Part of him wonders if the same thing happens to Jason too, but he never gets the chance to text him about it. Turns out, the fix for separation anxiety is just to not separate. So now, instead of staring at one loser in his small bathroom mirror every morning, he’s looking at two. And whaddaya know, he’s getting his five and a half hours of sleep at his regular hours again. Everything is fine. Nothing to worry about.
But there is something to worry about, according to the man on the radio: the weather. It’s either going to be the coldest or the warmest winter in New York yet, and meteorologists are not sure which one would be worse. So be prepared—stock up on canned food, blankets and heat packs. It’s time to break that piggy bank and invest in warm hats and knitted scarfs. Mittens too, if you can spare a dime.

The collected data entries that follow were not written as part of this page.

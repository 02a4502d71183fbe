//! Variant assigners: plugins that pick which variant of an enabled feature
//! a caller should be served.
use std::{
    any::{Any, TypeId},
    marker::PhantomData,
    sync::Arc,
};

use async_trait::async_trait;

use crate::{
    definition::{FeatureDefinition, FeatureVariant},
    registry::{AppContext, ContextBinding, Registration, Registry},
    Result,
};

/// Everything an assigner gets to see when picking a variant.
pub struct AssignmentContext {
    /// The definition of the feature in need of an assigned variant.
    pub definition: FeatureDefinition,
}

/// Picks one of a feature's variants, or none.
///
/// Like filters, assigners are registered once at engine construction, must
/// be stateless with respect to evaluation, and are resolved by alias (a
/// feature definition names its assigner in
/// [`FeatureDefinition::assigner`]).
#[async_trait]
pub trait VariantAssigner: Send + Sync {
    /// Assign a variant without an application-supplied context.
    async fn assign(&self, context: &AssignmentContext) -> Result<Option<FeatureVariant>>;
}

/// A variant assigner that can additionally react to an
/// application-supplied context object of type `C`.
#[async_trait]
pub trait ContextualVariantAssigner<C>: VariantAssigner
where
    C: Any + Send + Sync,
{
    /// Assign a variant using the application-supplied context.
    async fn assign_for(
        &self,
        context: &AssignmentContext,
        app_context: &C,
    ) -> Result<Option<FeatureVariant>>;
}

/// Object-safe view of a [`ContextualVariantAssigner`] bound to one concrete
/// context type. Public only as a building block of
/// [`AssignerRegistration`].
#[async_trait]
pub trait ErasedContextualAssigner: Send + Sync {
    /// Assign against a type-erased app context.
    async fn assign_erased(
        &self,
        context: &AssignmentContext,
        app_context: &AppContext,
    ) -> Result<Option<FeatureVariant>>;
}

struct ContextualAssignerAdapter<C, A: ?Sized> {
    assigner: Arc<A>,
    _context: PhantomData<fn(C)>,
}

#[async_trait]
impl<C, A> ErasedContextualAssigner for ContextualAssignerAdapter<C, A>
where
    C: Any + Send + Sync,
    A: ContextualVariantAssigner<C> + ?Sized,
{
    async fn assign_erased(
        &self,
        context: &AssignmentContext,
        app_context: &AppContext,
    ) -> Result<Option<FeatureVariant>> {
        match app_context.downcast_ref::<C>() {
            Some(app_context) => self.assigner.assign_for(context, app_context).await,
            // Unreachable in practice: the dispatcher matched the context
            // type before invoking the binding.
            None => Ok(None),
        }
    }
}

/// A variant assigner registered under an explicit alias.
pub type AssignerRegistration = Registration<dyn VariantAssigner, dyn ErasedContextualAssigner>;

pub(crate) type AssignerRegistry = Registry<dyn VariantAssigner, dyn ErasedContextualAssigner>;

impl Registration<dyn VariantAssigner, dyn ErasedContextualAssigner> {
    /// Register `assigner` under `alias`.
    pub fn new(alias: impl Into<String>, assigner: impl VariantAssigner + 'static) -> Self {
        Registration {
            alias: alias.into(),
            implementation: Arc::new(assigner),
            bindings: Vec::new(),
        }
    }

    /// Register an already-shared assigner under `alias`.
    pub fn from_arc(alias: impl Into<String>, assigner: Arc<dyn VariantAssigner>) -> Self {
        Registration {
            alias: alias.into(),
            implementation: assigner,
            bindings: Vec::new(),
        }
    }

    /// Register a contextual assigner and declare support for app contexts
    /// of type `C` in one step.
    pub fn contextual<C, A>(alias: impl Into<String>, assigner: Arc<A>) -> Self
    where
        C: Any + Send + Sync,
        A: ContextualVariantAssigner<C> + 'static,
    {
        Self::from_arc(alias, assigner.clone()).with_context::<C, A>(assigner)
    }

    /// Declare that the registered assigner reacts to app contexts of type
    /// `C`. First declaration wins when several types are compatible.
    pub fn with_context<C, A>(mut self, assigner: Arc<A>) -> Self
    where
        C: Any + Send + Sync,
        A: ContextualVariantAssigner<C> + 'static + ?Sized,
    {
        self.bindings.push(ContextBinding {
            context_type: TypeId::of::<C>(),
            evaluator: Arc::new(ContextualAssignerAdapter::<C, A> {
                assigner,
                _context: PhantomData,
            }),
        });
        self
    }
}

As the city moves into the season, patrol is made more difficult. Even with the thermal suit, he can still feel the wind across his cheekbones become more and more cutting each night. Time like this, he thinks Jason might actually be onto something, equipping himself with a helmet.
Envy, by itself, is not a satisfying emotion, not unless it’s followed up with malicious pleasure for when the table is turned. Still, he has to wait eight months for that to happen. It would be a little strange if he starts to remind Jason how his helmet is gonna heat up quicker than a car parked in the summer sun comes July. That’d just give him an advance warning, and he might lose his only leverage. Worse, he’d lose Jason to the southern hemisphere or something, and he doesn’t want to spend another summer alone, no more than he does winter.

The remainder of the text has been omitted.